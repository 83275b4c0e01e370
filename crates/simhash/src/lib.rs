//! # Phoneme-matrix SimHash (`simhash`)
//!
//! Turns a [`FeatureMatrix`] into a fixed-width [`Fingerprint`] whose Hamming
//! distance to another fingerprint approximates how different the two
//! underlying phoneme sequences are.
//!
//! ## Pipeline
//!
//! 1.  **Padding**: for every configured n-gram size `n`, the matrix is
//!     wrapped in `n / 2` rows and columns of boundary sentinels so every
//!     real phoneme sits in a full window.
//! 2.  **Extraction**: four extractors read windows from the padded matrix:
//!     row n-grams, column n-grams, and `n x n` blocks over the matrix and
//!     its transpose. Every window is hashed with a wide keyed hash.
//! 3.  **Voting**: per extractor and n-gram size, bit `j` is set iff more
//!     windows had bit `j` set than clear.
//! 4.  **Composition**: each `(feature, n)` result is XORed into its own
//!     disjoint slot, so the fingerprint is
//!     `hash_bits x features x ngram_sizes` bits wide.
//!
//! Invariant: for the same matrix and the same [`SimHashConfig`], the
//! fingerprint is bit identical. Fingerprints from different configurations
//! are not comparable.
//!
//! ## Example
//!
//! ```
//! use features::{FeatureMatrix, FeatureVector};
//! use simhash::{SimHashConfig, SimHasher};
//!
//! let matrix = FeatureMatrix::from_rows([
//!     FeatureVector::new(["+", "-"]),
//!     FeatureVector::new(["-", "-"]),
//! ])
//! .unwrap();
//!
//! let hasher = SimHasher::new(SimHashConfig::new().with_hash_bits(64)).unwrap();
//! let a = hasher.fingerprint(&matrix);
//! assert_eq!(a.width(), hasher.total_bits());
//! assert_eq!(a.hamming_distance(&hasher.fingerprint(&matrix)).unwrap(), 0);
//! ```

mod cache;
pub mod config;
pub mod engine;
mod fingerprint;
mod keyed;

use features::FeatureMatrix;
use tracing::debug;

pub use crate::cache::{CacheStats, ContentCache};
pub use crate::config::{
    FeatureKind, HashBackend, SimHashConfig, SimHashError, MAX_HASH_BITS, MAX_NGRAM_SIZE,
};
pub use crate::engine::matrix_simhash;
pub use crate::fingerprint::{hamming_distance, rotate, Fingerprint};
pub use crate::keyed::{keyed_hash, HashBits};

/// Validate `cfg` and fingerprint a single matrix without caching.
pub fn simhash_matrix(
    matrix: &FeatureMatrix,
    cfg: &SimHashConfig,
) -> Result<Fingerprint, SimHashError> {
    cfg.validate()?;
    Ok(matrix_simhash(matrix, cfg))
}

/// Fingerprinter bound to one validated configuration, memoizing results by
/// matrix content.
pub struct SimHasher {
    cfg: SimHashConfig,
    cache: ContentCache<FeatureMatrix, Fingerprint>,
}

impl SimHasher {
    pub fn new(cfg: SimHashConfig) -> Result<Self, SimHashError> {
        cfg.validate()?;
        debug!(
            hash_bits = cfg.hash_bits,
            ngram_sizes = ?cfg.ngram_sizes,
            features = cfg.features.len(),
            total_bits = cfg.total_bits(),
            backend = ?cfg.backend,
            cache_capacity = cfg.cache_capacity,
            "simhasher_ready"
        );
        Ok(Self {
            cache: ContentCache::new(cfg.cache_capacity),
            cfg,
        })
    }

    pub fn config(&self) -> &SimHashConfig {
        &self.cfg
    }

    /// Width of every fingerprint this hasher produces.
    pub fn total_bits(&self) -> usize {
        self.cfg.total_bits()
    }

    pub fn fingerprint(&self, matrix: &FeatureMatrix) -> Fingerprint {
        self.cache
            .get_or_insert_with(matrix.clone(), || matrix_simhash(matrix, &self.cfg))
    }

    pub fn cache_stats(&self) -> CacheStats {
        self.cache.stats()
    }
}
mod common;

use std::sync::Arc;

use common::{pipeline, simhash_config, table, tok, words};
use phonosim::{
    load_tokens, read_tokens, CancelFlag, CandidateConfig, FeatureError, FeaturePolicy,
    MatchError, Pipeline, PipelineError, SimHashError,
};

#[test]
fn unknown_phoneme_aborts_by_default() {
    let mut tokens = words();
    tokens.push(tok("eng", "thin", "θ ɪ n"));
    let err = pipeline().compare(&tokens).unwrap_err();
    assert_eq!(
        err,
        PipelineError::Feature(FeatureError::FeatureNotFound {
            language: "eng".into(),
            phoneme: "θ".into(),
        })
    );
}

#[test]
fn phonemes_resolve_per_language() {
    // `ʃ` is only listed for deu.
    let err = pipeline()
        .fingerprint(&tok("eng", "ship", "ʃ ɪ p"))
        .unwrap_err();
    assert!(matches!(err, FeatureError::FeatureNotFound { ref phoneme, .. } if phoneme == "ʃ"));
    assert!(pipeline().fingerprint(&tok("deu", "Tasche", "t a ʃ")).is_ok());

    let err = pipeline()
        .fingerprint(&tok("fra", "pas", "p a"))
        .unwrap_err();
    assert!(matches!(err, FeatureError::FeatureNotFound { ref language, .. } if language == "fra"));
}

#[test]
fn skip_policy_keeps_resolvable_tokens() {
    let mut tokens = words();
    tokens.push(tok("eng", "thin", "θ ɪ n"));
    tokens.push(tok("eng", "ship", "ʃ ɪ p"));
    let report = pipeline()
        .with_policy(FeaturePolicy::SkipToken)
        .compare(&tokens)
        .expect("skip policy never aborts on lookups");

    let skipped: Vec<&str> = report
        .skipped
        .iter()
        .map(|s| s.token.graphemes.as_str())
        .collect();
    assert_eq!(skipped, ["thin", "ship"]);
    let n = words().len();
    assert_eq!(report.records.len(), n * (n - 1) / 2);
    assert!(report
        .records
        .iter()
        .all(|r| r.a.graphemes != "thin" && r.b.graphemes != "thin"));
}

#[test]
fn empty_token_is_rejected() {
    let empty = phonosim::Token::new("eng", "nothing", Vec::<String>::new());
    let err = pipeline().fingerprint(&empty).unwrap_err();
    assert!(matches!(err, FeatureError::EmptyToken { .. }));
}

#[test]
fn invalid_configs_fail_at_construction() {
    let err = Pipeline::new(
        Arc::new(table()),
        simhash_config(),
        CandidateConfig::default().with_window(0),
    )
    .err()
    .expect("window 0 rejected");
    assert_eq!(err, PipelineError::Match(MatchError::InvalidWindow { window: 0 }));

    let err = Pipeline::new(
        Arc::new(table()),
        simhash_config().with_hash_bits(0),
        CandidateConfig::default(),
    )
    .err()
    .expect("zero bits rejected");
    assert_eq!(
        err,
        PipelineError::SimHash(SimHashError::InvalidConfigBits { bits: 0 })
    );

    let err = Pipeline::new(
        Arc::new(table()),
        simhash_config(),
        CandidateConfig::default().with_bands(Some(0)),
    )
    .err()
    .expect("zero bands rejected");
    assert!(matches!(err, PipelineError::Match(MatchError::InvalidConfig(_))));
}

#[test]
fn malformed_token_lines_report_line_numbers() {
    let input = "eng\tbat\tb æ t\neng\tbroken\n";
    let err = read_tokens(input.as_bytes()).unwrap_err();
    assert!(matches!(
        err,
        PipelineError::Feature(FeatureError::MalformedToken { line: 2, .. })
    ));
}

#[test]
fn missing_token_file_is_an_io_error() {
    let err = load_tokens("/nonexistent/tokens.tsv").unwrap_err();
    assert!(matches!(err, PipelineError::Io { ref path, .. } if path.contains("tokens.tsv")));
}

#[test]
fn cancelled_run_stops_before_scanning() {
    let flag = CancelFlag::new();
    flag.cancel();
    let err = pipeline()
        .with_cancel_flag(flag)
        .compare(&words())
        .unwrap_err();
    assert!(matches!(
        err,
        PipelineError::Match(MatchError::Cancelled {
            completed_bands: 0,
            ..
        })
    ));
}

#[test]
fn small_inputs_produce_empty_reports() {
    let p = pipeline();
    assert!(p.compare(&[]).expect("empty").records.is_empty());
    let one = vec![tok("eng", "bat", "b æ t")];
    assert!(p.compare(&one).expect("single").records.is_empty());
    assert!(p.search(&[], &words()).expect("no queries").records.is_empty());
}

::::

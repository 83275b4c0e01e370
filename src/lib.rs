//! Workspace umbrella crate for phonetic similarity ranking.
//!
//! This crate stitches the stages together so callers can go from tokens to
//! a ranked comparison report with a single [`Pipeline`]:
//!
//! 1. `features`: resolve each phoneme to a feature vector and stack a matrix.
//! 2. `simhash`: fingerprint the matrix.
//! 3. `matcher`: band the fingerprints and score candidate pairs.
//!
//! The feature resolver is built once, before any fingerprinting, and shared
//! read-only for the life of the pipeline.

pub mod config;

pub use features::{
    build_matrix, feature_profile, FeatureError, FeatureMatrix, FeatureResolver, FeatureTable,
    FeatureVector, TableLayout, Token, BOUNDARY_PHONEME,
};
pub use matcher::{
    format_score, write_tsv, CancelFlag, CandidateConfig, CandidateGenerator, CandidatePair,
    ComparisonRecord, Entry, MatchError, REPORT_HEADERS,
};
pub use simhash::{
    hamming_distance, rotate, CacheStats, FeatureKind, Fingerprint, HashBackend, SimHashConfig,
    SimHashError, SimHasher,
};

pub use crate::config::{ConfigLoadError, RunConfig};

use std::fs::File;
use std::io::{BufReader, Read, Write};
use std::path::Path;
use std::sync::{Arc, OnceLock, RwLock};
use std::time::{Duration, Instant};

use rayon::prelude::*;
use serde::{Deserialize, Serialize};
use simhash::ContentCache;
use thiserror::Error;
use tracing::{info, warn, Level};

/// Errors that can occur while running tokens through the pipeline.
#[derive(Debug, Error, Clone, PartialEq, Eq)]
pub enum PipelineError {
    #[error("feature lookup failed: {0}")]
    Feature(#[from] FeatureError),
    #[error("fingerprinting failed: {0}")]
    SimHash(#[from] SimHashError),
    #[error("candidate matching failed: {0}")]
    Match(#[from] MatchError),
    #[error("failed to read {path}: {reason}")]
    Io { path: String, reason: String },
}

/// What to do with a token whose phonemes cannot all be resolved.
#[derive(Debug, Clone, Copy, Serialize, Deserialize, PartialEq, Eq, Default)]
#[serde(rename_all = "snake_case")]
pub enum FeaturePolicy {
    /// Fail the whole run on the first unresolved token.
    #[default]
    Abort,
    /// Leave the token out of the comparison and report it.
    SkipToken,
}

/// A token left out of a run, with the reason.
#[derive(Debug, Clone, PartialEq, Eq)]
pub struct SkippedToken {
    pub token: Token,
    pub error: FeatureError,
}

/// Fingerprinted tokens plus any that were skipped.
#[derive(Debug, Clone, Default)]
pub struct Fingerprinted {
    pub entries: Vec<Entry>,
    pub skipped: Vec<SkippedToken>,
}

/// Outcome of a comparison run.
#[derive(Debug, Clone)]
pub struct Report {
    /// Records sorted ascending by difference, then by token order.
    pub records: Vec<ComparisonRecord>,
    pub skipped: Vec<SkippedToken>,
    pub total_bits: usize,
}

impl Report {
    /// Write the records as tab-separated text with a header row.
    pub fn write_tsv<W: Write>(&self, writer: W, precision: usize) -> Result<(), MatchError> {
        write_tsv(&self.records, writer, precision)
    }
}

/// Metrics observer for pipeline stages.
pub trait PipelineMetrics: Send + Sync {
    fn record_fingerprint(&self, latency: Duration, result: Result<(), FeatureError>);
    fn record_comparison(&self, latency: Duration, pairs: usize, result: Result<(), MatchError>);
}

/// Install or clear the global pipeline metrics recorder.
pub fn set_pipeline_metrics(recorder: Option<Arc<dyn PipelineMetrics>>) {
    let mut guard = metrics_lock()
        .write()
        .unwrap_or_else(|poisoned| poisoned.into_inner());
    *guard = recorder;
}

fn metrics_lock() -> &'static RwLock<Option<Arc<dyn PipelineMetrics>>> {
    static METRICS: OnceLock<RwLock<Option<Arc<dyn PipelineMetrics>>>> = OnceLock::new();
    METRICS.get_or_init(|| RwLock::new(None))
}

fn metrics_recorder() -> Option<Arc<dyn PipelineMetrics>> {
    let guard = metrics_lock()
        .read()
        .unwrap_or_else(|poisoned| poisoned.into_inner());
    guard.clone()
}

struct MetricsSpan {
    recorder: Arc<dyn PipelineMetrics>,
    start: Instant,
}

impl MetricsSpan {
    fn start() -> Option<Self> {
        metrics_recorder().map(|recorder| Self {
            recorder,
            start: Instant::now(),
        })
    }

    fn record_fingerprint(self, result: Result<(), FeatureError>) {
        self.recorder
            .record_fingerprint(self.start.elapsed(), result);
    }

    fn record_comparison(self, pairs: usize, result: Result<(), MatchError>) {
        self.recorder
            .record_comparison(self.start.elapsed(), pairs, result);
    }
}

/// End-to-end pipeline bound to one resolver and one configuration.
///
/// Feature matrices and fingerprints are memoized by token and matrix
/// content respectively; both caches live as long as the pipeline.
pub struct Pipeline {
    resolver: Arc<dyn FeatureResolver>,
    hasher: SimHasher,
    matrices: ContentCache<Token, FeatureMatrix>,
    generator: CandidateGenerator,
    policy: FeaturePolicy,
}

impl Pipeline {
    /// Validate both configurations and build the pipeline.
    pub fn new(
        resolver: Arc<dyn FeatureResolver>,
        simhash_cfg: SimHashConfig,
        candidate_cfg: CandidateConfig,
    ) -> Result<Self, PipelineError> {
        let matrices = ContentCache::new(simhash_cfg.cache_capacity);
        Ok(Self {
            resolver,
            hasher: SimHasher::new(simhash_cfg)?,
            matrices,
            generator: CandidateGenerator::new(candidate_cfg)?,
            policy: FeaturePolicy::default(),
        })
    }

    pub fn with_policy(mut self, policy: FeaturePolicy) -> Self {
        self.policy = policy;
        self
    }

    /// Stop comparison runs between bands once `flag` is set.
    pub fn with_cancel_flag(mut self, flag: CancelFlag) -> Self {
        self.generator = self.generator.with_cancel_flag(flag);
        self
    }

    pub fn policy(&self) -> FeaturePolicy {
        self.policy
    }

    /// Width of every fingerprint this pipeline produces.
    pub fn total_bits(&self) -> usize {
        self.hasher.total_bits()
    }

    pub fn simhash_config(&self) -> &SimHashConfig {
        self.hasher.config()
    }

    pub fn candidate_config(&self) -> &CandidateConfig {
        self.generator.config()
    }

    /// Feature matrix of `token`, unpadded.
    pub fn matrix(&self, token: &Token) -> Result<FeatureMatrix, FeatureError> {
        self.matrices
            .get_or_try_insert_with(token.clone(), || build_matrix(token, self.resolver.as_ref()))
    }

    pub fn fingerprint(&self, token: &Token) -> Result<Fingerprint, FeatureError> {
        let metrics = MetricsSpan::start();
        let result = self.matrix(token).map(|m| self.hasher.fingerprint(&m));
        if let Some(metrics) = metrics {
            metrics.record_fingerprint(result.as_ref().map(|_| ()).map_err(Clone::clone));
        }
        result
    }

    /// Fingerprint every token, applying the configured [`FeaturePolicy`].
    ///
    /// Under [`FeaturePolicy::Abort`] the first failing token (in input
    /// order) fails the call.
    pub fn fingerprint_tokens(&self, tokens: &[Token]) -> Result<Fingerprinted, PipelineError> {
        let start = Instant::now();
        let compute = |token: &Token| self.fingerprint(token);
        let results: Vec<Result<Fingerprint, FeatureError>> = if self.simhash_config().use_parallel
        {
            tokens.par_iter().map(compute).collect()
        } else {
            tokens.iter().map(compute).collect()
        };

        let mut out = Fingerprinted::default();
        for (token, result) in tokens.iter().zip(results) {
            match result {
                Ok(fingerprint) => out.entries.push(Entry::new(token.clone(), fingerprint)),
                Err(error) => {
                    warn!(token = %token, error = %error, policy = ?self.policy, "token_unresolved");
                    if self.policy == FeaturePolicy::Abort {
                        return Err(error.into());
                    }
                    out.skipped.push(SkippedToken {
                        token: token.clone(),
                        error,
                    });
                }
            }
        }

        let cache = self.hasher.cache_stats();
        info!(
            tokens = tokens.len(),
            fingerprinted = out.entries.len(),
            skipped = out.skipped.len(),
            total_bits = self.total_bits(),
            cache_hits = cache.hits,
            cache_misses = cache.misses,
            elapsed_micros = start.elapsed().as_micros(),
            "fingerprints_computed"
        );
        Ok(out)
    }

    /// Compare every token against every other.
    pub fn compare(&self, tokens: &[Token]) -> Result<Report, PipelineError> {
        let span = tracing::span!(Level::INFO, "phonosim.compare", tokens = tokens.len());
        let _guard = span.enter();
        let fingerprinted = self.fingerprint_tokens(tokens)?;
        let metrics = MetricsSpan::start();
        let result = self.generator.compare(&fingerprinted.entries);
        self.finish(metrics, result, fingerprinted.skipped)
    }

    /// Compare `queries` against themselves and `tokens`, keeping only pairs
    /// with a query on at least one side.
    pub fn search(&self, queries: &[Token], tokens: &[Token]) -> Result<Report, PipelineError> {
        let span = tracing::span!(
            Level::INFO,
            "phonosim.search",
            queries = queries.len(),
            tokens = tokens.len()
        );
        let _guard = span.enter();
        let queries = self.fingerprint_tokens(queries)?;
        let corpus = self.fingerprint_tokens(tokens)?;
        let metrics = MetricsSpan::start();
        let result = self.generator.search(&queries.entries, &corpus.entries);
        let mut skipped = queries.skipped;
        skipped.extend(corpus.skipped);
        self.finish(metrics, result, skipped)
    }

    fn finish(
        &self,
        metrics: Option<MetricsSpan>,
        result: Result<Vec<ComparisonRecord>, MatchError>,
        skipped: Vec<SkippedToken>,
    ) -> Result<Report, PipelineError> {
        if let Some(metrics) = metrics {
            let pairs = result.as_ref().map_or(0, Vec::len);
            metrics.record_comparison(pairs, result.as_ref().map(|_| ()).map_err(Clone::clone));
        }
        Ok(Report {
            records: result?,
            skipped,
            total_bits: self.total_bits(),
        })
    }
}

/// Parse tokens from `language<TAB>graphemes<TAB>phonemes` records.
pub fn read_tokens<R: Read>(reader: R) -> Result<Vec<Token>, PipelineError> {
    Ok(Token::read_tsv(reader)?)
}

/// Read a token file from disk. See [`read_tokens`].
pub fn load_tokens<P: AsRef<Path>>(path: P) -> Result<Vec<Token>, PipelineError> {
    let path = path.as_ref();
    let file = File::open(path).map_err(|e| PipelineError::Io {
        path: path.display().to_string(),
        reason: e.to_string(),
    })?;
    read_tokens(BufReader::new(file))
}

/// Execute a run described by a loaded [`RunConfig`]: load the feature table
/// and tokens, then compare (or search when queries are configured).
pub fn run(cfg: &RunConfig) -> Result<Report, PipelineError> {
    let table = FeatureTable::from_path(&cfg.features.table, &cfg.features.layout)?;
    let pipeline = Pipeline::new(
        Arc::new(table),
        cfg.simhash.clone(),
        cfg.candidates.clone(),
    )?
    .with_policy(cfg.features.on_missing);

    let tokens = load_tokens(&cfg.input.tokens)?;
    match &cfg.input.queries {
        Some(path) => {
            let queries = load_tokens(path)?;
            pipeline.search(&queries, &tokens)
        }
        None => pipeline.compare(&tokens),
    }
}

::::

- What to work on -
Among the lines above, which hold the word "engine"? Report each one.

- Task answer -
pub mod engine;
pub use crate::engine::matrix_simhash;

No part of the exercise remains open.